А первый, то бишь реальный исторический персонаж — Хасан ибн Саббах, тот самый, основоположник государства низаритов и запомнившийся более как создатель зловещего всепроникающего ордена aссасинов. Факты и легенды о его жизни, страшных деяниях настолько переплелись, что наверняка многое из того, что относят к фактам, на самом деле является мифом, и, наоборот, многие мифы — фактами. В то, что успел натворить он и чего добился, действительно трудно поверить. Ход времени не остановишь, уже почти целое тысячелетие отделяет нас от той эпохи. Когда зло творилось слишком давно, оно кажется далеким, абстрактным, нас никак не касающимся, мы позволяем смотреть на него издалека и свысока. И не боимся. Настоящий страх где-то рядом, его помнят, его рубцы свежи и непременно напоминают болью при малейшем признаке ухудшения погоды за окном. А то, что случилось давно, да к тому же тысячу лет назад… Уже многие поколения потомков тех, кто отмечены шрамами, истлели. Страх давно исчез. Превратился в «страшилки». Так устроен человек и его память, непременно хочется стряхнуть груз печального с повозки своей памяти, и тянуть ее становится легче. Да что там тысячелетие! Порой и через какие-то жалкие пятьдесят лет отказываются помнить, когда еще не рубцы, а отверстые раны зияют повсюду.

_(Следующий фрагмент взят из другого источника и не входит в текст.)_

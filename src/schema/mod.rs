//! Schema system - file validation and report templates

pub mod registry;
pub mod template;
pub mod validator;

pub use registry::SchemaRegistry;
pub use template::{ReportRenderer, TemplateError};
pub use validator::{CheckError, CheckOutcome, SchemaError, Validator};
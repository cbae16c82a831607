//! `boq map` command - Catalog mapping of line items

use clap::Subcommand;
use console::style;
use miette::{IntoDiagnostic, Result};

use crate::cli::helpers::{open_store, resolve_format};
use crate::cli::{GlobalOpts, OutputFormat};
use crate::entities::boq::{Boq, MappingStatus};

#[derive(Subcommand, Debug)]
pub enum MapCommands {
    /// Suggest catalog items for unmapped and suggested lines
    Suggest(SuggestArgs),

    /// Map a line to a catalog item
    Confirm(ConfirmArgs),

    /// Mark a line as a custom item with no catalog counterpart
    Custom(LineArgs),

    /// Clear the mapping of a line
    Reset(LineArgs),
}

#[derive(clap::Args, Debug)]
pub struct SuggestArgs {
    /// BOQ ID, short ID (@N) or BOQ number
    pub boq: String,
}

#[derive(clap::Args, Debug)]
pub struct ConfirmArgs {
    /// BOQ ID, short ID (@N) or BOQ number
    pub boq: String,

    /// Line number (1-based) or item ID prefix
    pub item: String,

    /// Catalog item code, ID or short ID
    pub catalog: String,
}

#[derive(clap::Args, Debug)]
pub struct LineArgs {
    /// BOQ ID, short ID (@N) or BOQ number
    pub boq: String,

    /// Line number (1-based) or item ID prefix
    pub item: String,
}

pub fn run(cmd: MapCommands, global: &GlobalOpts) -> Result<()> {
    match cmd {
        MapCommands::Suggest(args) => run_suggest(args, global),
        MapCommands::Confirm(args) => run_confirm(args, global),
        MapCommands::Custom(args) => run_custom(args, global),
        MapCommands::Reset(args) => run_reset(args, global),
    }
}

/// Ranked suggestions of every line that has any
pub(crate) fn print_suggestions(boq: &Boq) {
    for (i, item) in boq.items.iter().enumerate() {
        if item.suggestions.is_empty() {
            continue;
        }
        println!();
        println!(
            "  {} {}",
            style(format!("{}.", i + 1)).cyan(),
            item.description
        );
        for s in &item.suggestions {
            println!(
                "      {:>5.1}%  {} {}  {}",
                s.confidence,
                style(&s.catalog_code).cyan(),
                s.name,
                style(&s.reason).dim()
            );
        }
    }
}

fn run_suggest(args: SuggestArgs, global: &GlobalOpts) -> Result<()> {
    let (store, config) = open_store(global)?;
    let (boq, changed) = store
        .suggest_mappings(&args.boq)
        .map_err(|e| miette::miette!("{}", e))?;

    match resolve_format(global, &config, OutputFormat::Auto) {
        OutputFormat::Json => {
            println!("{}", serde_json::to_string_pretty(&boq.items).into_diagnostic()?);
        }
        OutputFormat::Yaml => {
            print!("{}", serde_yml::to_string(&boq.items).into_diagnostic()?);
        }
        _ => {
            println!(
                "{} Updated suggestions on {} line(s) of {} v{}",
                style("✓").green(),
                style(changed).cyan(),
                style(&boq.boq_number).cyan(),
                boq.version
            );
            if !global.quiet {
                print_suggestions(&boq);
                let pending = boq
                    .items
                    .iter()
                    .filter(|i| i.mapping_status == MappingStatus::Suggested)
                    .count();
                if pending > 0 {
                    println!();
                    println!(
                        "Use {} to accept a suggestion",
                        style("boq map confirm <BOQ> <LINE> <CODE>").yellow()
                    );
                }
            }
        }
    }
    Ok(())
}

fn run_confirm(args: ConfirmArgs, global: &GlobalOpts) -> Result<()> {
    let (store, _) = open_store(global)?;
    let catalog = store
        .find_catalog_item(&args.catalog)
        .map_err(|e| miette::miette!("{}", e))?;
    let boq = store
        .confirm_mapping(&args.boq, &args.item, &catalog.id.to_string())
        .map_err(|e| miette::miette!("{}", e))?;

    println!(
        "{} Mapped line {} of {} to {} {}",
        style("✓").green(),
        style(&args.item).cyan(),
        style(&boq.boq_number).cyan(),
        style(&catalog.code).cyan(),
        catalog.name
    );
    let item = boq.find_item_index(&args.item).map(|i| &boq.items[i]);
    if let (Some(item), false) = (item, global.quiet) {
        if let Some(confidence) = item.mapping_confidence {
            println!("   Confidence: {:.1}%", confidence);
        }
        if let Some(price) = item.estimated_unit_price {
            println!("   Unit price: {:.2}", price);
        }
    }
    Ok(())
}

fn run_custom(args: LineArgs, global: &GlobalOpts) -> Result<()> {
    let (store, _) = open_store(global)?;
    let boq = store
        .mark_custom(&args.boq, &args.item)
        .map_err(|e| miette::miette!("{}", e))?;

    println!(
        "{} Marked line {} of {} as custom",
        style("✓").green(),
        style(&args.item).cyan(),
        style(&boq.boq_number).cyan()
    );
    Ok(())
}

fn run_reset(args: LineArgs, global: &GlobalOpts) -> Result<()> {
    let (store, _) = open_store(global)?;
    let boq = store
        .reset_mapping(&args.boq, &args.item)
        .map_err(|e| miette::miette!("{}", e))?;

    println!(
        "{} Cleared mapping of line {} in {}",
        style("✓").green(),
        style(&args.item).cyan(),
        style(&boq.boq_number).cyan()
    );
    Ok(())
}
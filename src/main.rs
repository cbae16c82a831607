use clap::Parser;
use miette::Result;
use boq::cli::{Cli, Commands};
use boq::logging::{init_logging, Verbosity};

fn main() -> Result<()> {
    // Terminate quietly on a closed pipe (`boq boq list | head`)
    #[cfg(unix)]
    {
        unsafe {
            libc::signal(libc::SIGPIPE, libc::SIG_DFL);
        }
    }
    miette::set_hook(Box::new(|_| {
        Box::new(
            miette::MietteHandlerOpts::new()
                .terminal_links(true)
                .unicode(true)
                .context_lines(2)
                .tab_width(4)
                .build(),
        )
    }))?;

    let cli = Cli::parse();
    let global = cli.global;
    init_logging(Verbosity::from_flags(global.quiet, global.verbose));

    match cli.command {
        Commands::Init(args) => boq::cli::commands::init::run(args),
        Commands::Boq(cmd) => boq::cli::commands::boq::run(cmd, &global),
        Commands::Item(cmd) => boq::cli::commands::item::run(cmd, &global),
        Commands::Map(cmd) => boq::cli::commands::map::run(cmd, &global),
        Commands::Catalog(cmd) => boq::cli::commands::catalog::run(cmd, &global),
        Commands::Check(args) => boq::cli::commands::check::run(args, &global),
        Commands::Completions(args) => boq::cli::commands::completions::run(args),
    }
}
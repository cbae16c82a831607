//! Configuration management with layered hierarchy

use serde::Deserialize;
use std::path::{Path, PathBuf};

use crate::core::mapping::MappingConfig;
use crate::core::validation::ValidationRules;
use crate::core::Project;

/// Configuration with layered hierarchy
#[derive(Debug, Default, Deserialize)]
#[serde(default)]
pub struct Config {
    /// Default author for new entities
    pub author: Option<String>,

    /// Editor command for `boq boq edit`
    pub editor: Option<String>,

    /// Default output format
    pub default_format: Option<String>,

    /// Currency for new BOQs
    pub currency: Option<String>,

    /// Validation thresholds
    pub validation: Option<ValidationRules>,

    /// Catalog mapping tuning
    pub mapping: Option<MappingConfig>,
}

impl Config {
    /// Load configuration from all sources, discovering the project from the
    /// current directory
    pub fn load() -> Self {
        Self::load_with(Project::discover().ok().as_ref())
    }

    /// Load configuration from all sources, merging in priority order
    pub fn load_with(project: Option<&Project>) -> Self {
        let mut config = Config::default();

        // 1. Built-in defaults (already in Default impl)

        // 2. Global user config (~/.config/boq/config.yaml)
        if let Some(global_path) = Self::global_config_path() {
            if let Some(global) = Self::read_file(&global_path) {
                config.merge(global);
            }
        }

        // 3. Project config (.boq/config.yaml)
        if let Some(project) = project {
            if let Some(project_config) = Self::read_file(&project.config_dir().join("config.yaml"))
            {
                config.merge(project_config);
            }
        }

        // 4. Environment variables
        if let Ok(author) = std::env::var("BOQ_AUTHOR") {
            config.author = Some(author);
        }
        if let Ok(editor) = std::env::var("BOQ_EDITOR") {
            config.editor = Some(editor);
        }

        config
    }

    fn read_file(path: &Path) -> Option<Config> {
        if !path.exists() {
            return None;
        }
        let contents = match std::fs::read_to_string(path) {
            Ok(c) => c,
            Err(e) => {
                tracing::warn!(path = %path.display(), "could not read config: {}", e);
                return None;
            }
        };
        if contents.trim().is_empty() {
            return None;
        }
        match serde_yml::from_str::<Config>(&contents) {
            Ok(config) => Some(config),
            Err(e) => {
                tracing::warn!(path = %path.display(), "ignoring unparseable config: {}", e);
                None
            }
        }
    }

    /// Get the path to the global config file
    fn global_config_path() -> Option<PathBuf> {
        directories::ProjectDirs::from("", "", "boq")
            .map(|dirs| dirs.config_dir().join("config.yaml"))
    }

    /// Merge another config into this one (other takes precedence)
    fn merge(&mut self, other: Config) {
        if other.author.is_some() {
            self.author = other.author;
        }
        if other.editor.is_some() {
            self.editor = other.editor;
        }
        if other.default_format.is_some() {
            self.default_format = other.default_format;
        }
        if other.currency.is_some() {
            self.currency = other.currency;
        }
        if other.validation.is_some() {
            self.validation = other.validation;
        }
        if other.mapping.is_some() {
            self.mapping = other.mapping;
        }
    }

    /// Get the author name, falling back to git config or username
    pub fn author(&self) -> String {
        if let Some(ref author) = self.author {
            return author.clone();
        }

        if let Ok(output) = std::process::Command::new("git")
            .args(["config", "user.name"])
            .output()
        {
            if output.status.success() {
                let name = String::from_utf8_lossy(&output.stdout).trim().to_string();
                if !name.is_empty() {
                    return name;
                }
            }
        }

        std::env::var("USER")
            .or_else(|_| std::env::var("USERNAME"))
            .unwrap_or_else(|_| "unknown".to_string())
    }

    pub fn currency(&self) -> String {
        self.currency
            .clone()
            .unwrap_or_else(crate::entities::boq::default_currency)
    }

    pub fn validation_rules(&self) -> ValidationRules {
        self.validation.clone().unwrap_or_default()
    }

    pub fn mapping_config(&self) -> MappingConfig {
        self.mapping.clone().unwrap_or_default()
    }

    /// Get the editor command
    pub fn editor(&self) -> String {
        self.editor
            .clone()
            .or_else(|| std::env::var("EDITOR").ok())
            .or_else(|| std::env::var("VISUAL").ok())
            .unwrap_or_else(|| "vi".to_string())
    }

    /// Run the editor on a file, properly handling commands with arguments
    /// (e.g., "emacsclient -nw" or "code --wait")
    pub fn run_editor(&self, file_path: &Path) -> std::io::Result<std::process::ExitStatus> {
        let editor = self.editor();
        let mut parts = editor.split_whitespace();

        match parts.next() {
            Some(cmd) => std::process::Command::new(cmd)
                .args(parts)
                .arg(file_path)
                .status(),
            None => std::process::Command::new("vi").arg(file_path).status(),
        }
    }
}

#[cfg(test)]
mod tests {
    use super::*;
    use tempfile::tempdir;

    #[test]
    fn test_project_config_overrides_defaults() {
        let tmp = tempdir().unwrap();
        let project = Project::init(tmp.path()).unwrap();
        std::fs::write(
            project.config_dir().join("config.yaml"),
            "currency: USD\nvalidation:\n  max_quantity: 50\n  require_price: true\nmapping:\n  max_suggestions: 5\n",
        )
        .unwrap();

        let config = Config::load_with(Some(&project));
        assert_eq!(config.currency(), "USD");

        let rules = config.validation_rules();
        assert_eq!(rules.max_quantity, 50.0);
        assert!(rules.require_price);
        // unspecified keys keep their defaults
        assert!(rules.is_allowed_unit("kg"));

        let mapping = config.mapping_config();
        assert_eq!(mapping.max_suggestions, 5);
        assert_eq!(mapping.min_confidence, 40.0);
    }

    #[test]
    fn test_broken_project_config_is_ignored() {
        let tmp = tempdir().unwrap();
        let project = Project::init(tmp.path()).unwrap();
        std::fs::write(project.config_dir().join("config.yaml"), "currency: [oops").unwrap();

        let config = Config::load_with(Some(&project));
        assert_eq!(config.validation_rules(), ValidationRules::default());
    }

    #[test]
    fn test_commented_default_config_loads() {
        let tmp = tempdir().unwrap();
        let project = Project::init(tmp.path()).unwrap();
        let config = Config::load_with(Some(&project));
        assert_eq!(config.mapping_config(), MappingConfig::default());
    }
}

И уже в приключенческую литературу давно вошли те самые ассасины: о них рассказывает А. Дюма, или они вдруг всплывают, будто никуда не исчезали, и действуют в наше время в романе Д. Брауна. Кстати, это вполне правдоподобно.
Имя — Промысел — Деяния — Жертва. Так обозначены этапы в самом начале и так озаглавлены четыре части романа. Так прослеживается судьба каждого из героев. Читателю изначально понятно, что при всей несовместимости времени и места две судьбы фатально родственны и герои чуть ли не идентичны. Один родился в захолустном персидском городке,
«полном густого смрада — хуже, чем в Персии тогда воняло только в Европе».
А второй родился в маленьком советском городке Феремове, где работал завод синтетического каучука,
«полноценный химический ад, где — среди ядовитых миазмов и шипящих котлов — медленно шаркали тени в респираторах и огромных сапогах».
Оба мальчика появились в нищете, не сулившей ничего, обоим внезапно встретились наставники, которые почувствовали некую затаенную силу в тощих мальчишках. Чеканщик подобрал маленького Хасана, и взял себе в качестве то ли ученика ремеслу, то ли из желания посвятить в тайны учения исмаилизма. Другой наставник, бывший хирург, случайный убийца, а ныне отмотавший долгий срок санитар морга дядя Саша, подобрал чудом выжившего после страшной болезни мальчонку. Оба провели детство в своих малых городках и покинули их не просто так, а одержимые овладевшей ими целью. Хасан уезжает в поисках истины «в Каир, в Каир…» Аркадий отправился в Москву.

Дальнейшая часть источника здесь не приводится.